+++ Supplied records
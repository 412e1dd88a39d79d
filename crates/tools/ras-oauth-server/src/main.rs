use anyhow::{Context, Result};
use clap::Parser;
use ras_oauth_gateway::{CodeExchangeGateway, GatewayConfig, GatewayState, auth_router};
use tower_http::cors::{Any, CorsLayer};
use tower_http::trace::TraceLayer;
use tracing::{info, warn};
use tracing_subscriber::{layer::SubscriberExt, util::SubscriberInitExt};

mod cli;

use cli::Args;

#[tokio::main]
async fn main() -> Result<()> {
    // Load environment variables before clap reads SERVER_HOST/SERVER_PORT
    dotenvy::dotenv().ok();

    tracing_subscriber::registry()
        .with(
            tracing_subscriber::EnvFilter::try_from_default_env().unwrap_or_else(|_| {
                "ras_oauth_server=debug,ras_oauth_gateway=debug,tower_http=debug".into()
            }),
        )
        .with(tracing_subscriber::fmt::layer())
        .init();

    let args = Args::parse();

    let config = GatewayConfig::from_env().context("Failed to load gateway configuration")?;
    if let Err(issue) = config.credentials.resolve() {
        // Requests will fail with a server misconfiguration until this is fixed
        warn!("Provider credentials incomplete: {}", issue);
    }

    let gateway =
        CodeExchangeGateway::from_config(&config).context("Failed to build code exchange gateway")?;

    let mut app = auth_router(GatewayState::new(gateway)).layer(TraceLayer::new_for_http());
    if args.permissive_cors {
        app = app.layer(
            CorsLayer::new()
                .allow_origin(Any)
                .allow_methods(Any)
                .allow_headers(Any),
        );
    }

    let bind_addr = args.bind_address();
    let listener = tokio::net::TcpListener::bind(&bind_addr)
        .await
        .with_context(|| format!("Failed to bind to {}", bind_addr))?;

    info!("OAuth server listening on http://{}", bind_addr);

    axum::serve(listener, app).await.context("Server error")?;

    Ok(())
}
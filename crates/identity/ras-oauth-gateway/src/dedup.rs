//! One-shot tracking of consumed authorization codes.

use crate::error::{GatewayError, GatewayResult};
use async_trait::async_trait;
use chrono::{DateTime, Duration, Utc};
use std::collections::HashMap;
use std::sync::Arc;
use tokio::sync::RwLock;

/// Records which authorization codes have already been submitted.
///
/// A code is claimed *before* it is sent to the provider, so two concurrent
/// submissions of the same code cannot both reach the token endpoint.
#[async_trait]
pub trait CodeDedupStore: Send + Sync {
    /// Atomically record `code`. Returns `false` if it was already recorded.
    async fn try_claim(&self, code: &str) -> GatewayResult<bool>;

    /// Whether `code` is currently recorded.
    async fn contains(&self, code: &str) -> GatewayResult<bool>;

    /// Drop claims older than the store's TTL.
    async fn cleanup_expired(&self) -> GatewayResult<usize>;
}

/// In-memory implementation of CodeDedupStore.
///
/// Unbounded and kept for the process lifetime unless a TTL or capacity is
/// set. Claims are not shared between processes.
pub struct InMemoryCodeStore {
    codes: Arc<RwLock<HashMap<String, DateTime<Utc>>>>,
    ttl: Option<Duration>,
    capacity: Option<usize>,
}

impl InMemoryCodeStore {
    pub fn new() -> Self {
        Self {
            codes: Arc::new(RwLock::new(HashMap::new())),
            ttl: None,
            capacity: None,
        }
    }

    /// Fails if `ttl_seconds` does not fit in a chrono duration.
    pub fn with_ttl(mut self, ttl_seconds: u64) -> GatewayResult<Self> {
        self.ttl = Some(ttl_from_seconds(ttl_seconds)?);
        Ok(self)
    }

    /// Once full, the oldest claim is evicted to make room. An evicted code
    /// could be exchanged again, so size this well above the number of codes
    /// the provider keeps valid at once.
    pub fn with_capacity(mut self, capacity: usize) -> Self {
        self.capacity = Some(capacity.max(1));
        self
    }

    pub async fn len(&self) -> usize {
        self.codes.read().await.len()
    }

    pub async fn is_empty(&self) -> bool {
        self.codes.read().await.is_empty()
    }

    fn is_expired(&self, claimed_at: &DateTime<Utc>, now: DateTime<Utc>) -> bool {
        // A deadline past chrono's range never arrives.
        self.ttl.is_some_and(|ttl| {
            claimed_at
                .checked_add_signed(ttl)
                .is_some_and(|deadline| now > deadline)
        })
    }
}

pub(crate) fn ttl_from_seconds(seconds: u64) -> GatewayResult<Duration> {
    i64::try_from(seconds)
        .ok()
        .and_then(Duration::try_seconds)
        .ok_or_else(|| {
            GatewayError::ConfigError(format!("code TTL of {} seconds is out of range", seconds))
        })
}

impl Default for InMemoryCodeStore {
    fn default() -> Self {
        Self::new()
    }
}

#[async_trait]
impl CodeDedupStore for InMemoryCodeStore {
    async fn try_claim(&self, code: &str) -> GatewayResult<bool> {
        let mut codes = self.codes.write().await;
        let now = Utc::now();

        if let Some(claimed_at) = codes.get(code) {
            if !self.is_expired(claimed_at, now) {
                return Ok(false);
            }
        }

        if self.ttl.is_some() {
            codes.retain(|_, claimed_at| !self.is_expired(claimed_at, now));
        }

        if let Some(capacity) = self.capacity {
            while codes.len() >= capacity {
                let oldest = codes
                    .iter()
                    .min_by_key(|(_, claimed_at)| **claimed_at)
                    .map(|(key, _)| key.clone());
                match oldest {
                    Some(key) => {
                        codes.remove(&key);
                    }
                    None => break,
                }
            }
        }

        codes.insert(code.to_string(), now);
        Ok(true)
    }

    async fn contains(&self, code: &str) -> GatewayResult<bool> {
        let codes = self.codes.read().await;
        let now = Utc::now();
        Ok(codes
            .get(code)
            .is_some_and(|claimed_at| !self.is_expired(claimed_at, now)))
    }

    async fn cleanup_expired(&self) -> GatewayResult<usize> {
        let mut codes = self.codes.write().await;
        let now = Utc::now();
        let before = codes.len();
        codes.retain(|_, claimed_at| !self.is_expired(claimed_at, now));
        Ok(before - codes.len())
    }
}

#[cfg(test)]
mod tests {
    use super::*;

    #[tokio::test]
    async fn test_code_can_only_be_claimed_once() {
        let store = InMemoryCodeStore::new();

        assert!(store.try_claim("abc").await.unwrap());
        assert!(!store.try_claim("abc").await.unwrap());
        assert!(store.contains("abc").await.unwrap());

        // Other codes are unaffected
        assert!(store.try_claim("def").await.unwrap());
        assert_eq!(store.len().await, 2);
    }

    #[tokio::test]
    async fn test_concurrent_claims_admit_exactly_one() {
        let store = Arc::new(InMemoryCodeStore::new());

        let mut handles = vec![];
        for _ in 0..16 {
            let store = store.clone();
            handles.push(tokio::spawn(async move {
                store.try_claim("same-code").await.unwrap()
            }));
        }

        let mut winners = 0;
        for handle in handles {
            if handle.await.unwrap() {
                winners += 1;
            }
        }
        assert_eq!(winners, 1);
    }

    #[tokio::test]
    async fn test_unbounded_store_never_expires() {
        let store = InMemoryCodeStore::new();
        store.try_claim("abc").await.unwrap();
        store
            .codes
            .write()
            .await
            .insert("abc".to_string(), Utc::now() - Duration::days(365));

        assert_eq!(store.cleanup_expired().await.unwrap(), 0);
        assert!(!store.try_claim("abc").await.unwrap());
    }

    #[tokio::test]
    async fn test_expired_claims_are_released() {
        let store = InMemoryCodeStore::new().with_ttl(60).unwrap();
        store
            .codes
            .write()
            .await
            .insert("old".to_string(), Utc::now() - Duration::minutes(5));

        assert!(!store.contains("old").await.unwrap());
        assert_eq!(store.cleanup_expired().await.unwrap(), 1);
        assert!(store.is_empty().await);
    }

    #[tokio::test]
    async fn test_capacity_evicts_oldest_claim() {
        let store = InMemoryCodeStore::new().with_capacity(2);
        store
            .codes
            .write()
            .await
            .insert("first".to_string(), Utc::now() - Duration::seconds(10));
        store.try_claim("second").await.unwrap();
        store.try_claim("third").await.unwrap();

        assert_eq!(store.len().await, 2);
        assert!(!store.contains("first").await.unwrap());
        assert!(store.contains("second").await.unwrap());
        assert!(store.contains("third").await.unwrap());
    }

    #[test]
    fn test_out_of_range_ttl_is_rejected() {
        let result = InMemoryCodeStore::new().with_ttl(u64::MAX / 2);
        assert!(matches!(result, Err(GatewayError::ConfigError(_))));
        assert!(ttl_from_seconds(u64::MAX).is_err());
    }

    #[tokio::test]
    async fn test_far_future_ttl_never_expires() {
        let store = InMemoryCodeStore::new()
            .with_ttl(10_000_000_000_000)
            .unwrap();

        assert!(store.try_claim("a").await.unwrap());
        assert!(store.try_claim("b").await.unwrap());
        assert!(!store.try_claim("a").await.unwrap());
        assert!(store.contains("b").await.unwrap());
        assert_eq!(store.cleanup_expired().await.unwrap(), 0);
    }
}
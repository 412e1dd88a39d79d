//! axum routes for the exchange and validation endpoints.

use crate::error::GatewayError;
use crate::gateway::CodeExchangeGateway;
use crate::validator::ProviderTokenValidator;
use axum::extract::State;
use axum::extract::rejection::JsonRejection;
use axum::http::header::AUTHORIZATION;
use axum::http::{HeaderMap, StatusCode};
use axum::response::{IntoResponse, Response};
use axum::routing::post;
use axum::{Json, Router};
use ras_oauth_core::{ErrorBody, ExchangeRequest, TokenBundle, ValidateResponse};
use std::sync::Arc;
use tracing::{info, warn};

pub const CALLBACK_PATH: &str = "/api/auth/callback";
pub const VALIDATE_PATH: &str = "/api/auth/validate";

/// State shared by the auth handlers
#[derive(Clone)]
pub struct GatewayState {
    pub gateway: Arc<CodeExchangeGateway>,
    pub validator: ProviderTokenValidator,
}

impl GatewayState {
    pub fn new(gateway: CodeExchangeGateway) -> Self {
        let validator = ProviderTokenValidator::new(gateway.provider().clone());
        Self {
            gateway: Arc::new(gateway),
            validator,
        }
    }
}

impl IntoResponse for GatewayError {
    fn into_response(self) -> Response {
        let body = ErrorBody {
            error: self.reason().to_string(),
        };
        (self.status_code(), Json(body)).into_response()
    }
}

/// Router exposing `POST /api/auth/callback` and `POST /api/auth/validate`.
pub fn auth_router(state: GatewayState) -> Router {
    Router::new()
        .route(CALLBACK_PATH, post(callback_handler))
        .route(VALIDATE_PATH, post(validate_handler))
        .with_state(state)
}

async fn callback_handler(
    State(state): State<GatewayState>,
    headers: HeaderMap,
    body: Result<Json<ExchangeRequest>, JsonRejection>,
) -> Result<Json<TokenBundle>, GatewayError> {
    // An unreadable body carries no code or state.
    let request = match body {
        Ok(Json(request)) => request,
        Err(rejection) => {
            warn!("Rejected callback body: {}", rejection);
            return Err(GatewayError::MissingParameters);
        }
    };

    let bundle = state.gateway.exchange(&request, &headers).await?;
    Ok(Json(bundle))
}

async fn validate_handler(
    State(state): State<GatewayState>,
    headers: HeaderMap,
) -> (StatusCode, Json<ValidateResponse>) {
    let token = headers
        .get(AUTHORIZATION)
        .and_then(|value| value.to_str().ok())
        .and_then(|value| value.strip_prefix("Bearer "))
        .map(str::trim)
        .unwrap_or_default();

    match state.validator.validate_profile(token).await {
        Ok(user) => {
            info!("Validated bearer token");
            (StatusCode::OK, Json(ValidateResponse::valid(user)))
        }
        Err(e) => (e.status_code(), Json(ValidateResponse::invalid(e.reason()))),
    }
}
++++++
#### Work item
Extract all lines of the records above that include "listener".

#### Exercise solution
    let listener = tokio::net::TcpListener::bind(&bind_addr)
    axum::serve(listener, app).await.context("Server error")?;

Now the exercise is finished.